Dr Kashaninejad’s research explores simple, practical solutions for liquid handling on flexible and skin-conformal surfaces so that solutions for sampling sweat and subdermal body fluids can be easily investigated.
“We will find these solutions in the near future in wearable devices that can provide more information about the health condition of the wearer than the current smartwatch,” he said.
“On-skin wearable systems for biofluid sampling and biomarker sensing can revolutionise the current practices in healthcare monitoring and personalised medicine.
“However, there is still a long path toward complete market adoption and acceptance of this fascinating technology.

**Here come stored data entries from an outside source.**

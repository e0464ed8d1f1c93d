use figment::{
    providers::{Env, Format, Json, Serialized, Toml},
    Figment,
};
use serde::{Deserialize, Serialize};
use std::path::PathBuf;

use crate::codec::CodecMode;

#[derive(Debug, Clone, Deserialize, Serialize)]
pub struct Config {
    /// JSON-RPC endpoint of the ledger store.
    pub ledger_url: String,
    pub contract_address: String,
    /// Funded account for ledger writes; empty asks the store for one.
    pub account: String,
    /// Advertised spare capacity in MB.
    pub memory_mb: u16,
    pub p2p_port: u16,
    pub discovery_port: u16,
    pub api_port: u16,
    pub poll_interval_ms: u64,
    pub capacity_codec: CodecMode,
    pub cluster_secret: String,
    /// Node identity key file; generated on first start when set.
    #[serde(skip_serializing_if = "Option::is_none")]
    pub secret_key_file: Option<PathBuf>,
}

impl Default for Config {
    fn default() -> Self {
        Self {
            ledger_url: "http://localhost:7545".into(),
            contract_address: "0xF3C0eb6bfc9faa44014975baA2Bf7Dc143D90c2B".into(),
            account: String::new(),
            memory_mb: 4096,
            p2p_port: 5000,
            discovery_port: 5670,
            api_port: 3000,
            poll_interval_ms: 1000,
            capacity_codec: CodecMode::Masked,
            cluster_secret: "default_insecure_secret".into(),
            secret_key_file: None,
        }
    }
}

impl Config {
    pub fn load() -> anyhow::Result<Self> {
        let mut config: Config = Figment::from(Serialized::defaults(Config::default()))
            .merge(Toml::file("canteen.toml"))
            .merge(Json::file("canteen.json"))
            .merge(Env::prefixed("CANTEEN_"))
            .extract()
            .map_err(|e| anyhow::anyhow!("Failed to load configuration: {}", e))?;

        // Support Docker-style secrets
        if let Ok(secret_file) = std::env::var("CANTEEN_CLUSTER_SECRET_FILE") {
            config.cluster_secret = std::fs::read_to_string(secret_file)?
                .trim()
                .to_string();
        }

        if config.ledger_url.is_empty() {
            return Err(anyhow::anyhow!("ledger_url must be set"));
        }
        if config.contract_address.is_empty() {
            return Err(anyhow::anyhow!("contract_address must be set"));
        }

        Ok(config)
    }
}
//! P2P client for issuing deployment commands to a Canteen operator node.
//! Results are printed as JSON on stdout.

use std::net::SocketAddr;

use anyhow::{anyhow, Context, Result};
use clap::{Parser, Subcommand};
use iroh::{Endpoint, NodeAddr, NodeId, RelayMode};
use log::info;

use canteen::protocol::{
    self, DeployResponse, Request, StatusResponse, DEPLOYMENT_ALPN, MAX_DEPLOY_RESPONSE_LEN,
    MAX_STATUS_RESPONSE_LEN,
};

/// Deploy container images to Canteen operator nodes.
#[derive(Parser, Debug)]
#[command(name = "canteenctl", version, about)]
struct Args {
    /// Operator node id, printed in the operator's startup banner
    #[arg(long)]
    node: NodeId,

    /// Operator socket address, repeatable
    #[arg(long, required = true)]
    addr: Vec<SocketAddr>,

    #[command(subcommand)]
    command: Command,
}

#[derive(Subcommand, Debug)]
enum Command {
    /// Deploy an image across the cluster
    Deploy {
        image: String,
        /// Number of replicas to run
        #[arg(long, default_value_t = 1)]
        replicas: u32,
    },
    /// Show cluster status
    Status,
    /// Remove a deployment
    Remove { image: String },
}

#[tokio::main]
async fn main() -> Result<()> {
    env_logger::init();
    let args = Args::parse();

    let endpoint = Endpoint::builder()
        .relay_mode(RelayMode::Disabled)
        .bind()
        .await?;
    let target = NodeAddr::new(args.node).with_direct_addresses(args.addr.clone());

    let result = match args.command {
        Command::Deploy { image, replicas } => {
            info!("Deploying {} with {} replica(s)...", image, replicas);
            let request = Request::Deploy {
                image: image.clone(),
                replicas,
            };
            let response: DeployResponse =
                exchange(&endpoint, target, &request, MAX_DEPLOY_RESPONSE_LEN).await?;
            serde_json::json!({
                "success": response.success,
                "image": response.image,
                "replicas": response.replicas,
                "message": response.message,
                "error": response.error,
            })
        }
        Command::Remove { image } => {
            info!("Removing deployment: {}", image);
            let request = Request::Undeploy {
                image: image.clone(),
                replicas: 0,
            };
            let response: DeployResponse =
                exchange(&endpoint, target, &request, MAX_DEPLOY_RESPONSE_LEN).await?;
            serde_json::json!({
                "success": response.success,
                "image": image,
                "message": response.message,
                "error": response.error,
            })
        }
        Command::Status => {
            info!("Getting cluster status...");
            let response: StatusResponse =
                exchange(&endpoint, target, &Request::Status, MAX_STATUS_RESPONSE_LEN).await?;
            serde_json::json!({
                "success": response.success,
                "total_members": response.total_members,
                "connected_count": response.connected_count,
                "members": response.members,
                "error": response.error,
            })
        }
    };

    println!("{}", serde_json::to_string_pretty(&result)?);
    Ok(())
}

/// One framed request/response exchange with the operator.
async fn exchange<T: serde::de::DeserializeOwned>(
    endpoint: &Endpoint,
    target: NodeAddr,
    request: &Request,
    max_response: usize,
) -> Result<T> {
    let conn = endpoint
        .connect(target, DEPLOYMENT_ALPN)
        .await
        .context("could not connect to operator")?;
    let (mut send, mut recv) = conn.open_bi().await?;

    send.write_all(&request.to_frame()?).await?;
    send.finish()?;

    let payload = protocol::read_frame(&mut recv, max_response)
        .await?
        .ok_or_else(|| anyhow!("no response from operator"))?;
    conn.close(0u32.into(), b"done");

    serde_json::from_slice(&payload).context("operator sent an undecodable response")
}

“My recent paper compared various microfluidic platforms that could be used for on-skin wearable devices. These platforms include semiconductor-based, polymer-based, liquid metal-based, paper-based, and textile-based microfluidics.
“These platforms can enhance the stretchability of on-skin wearable biosensors at the device level, and there are potential microfluidic solutions for collecting, transporting, and controlling the biofluids.
“The application of finger-powered micropumps is a viable solution for precise and on-demand biofluid pumping.
“There is great potential in this field, such as the applications of stretchable continuous-flow micro elastofluidics, stretchable superhydrophobic surfaces, liquid beads – tiny capsules with liquid content – as a form of digital micro elastofluidics, and topological liquid diodes that receive less attention but have enormous potential to be integrated into on-skin wearable devices.”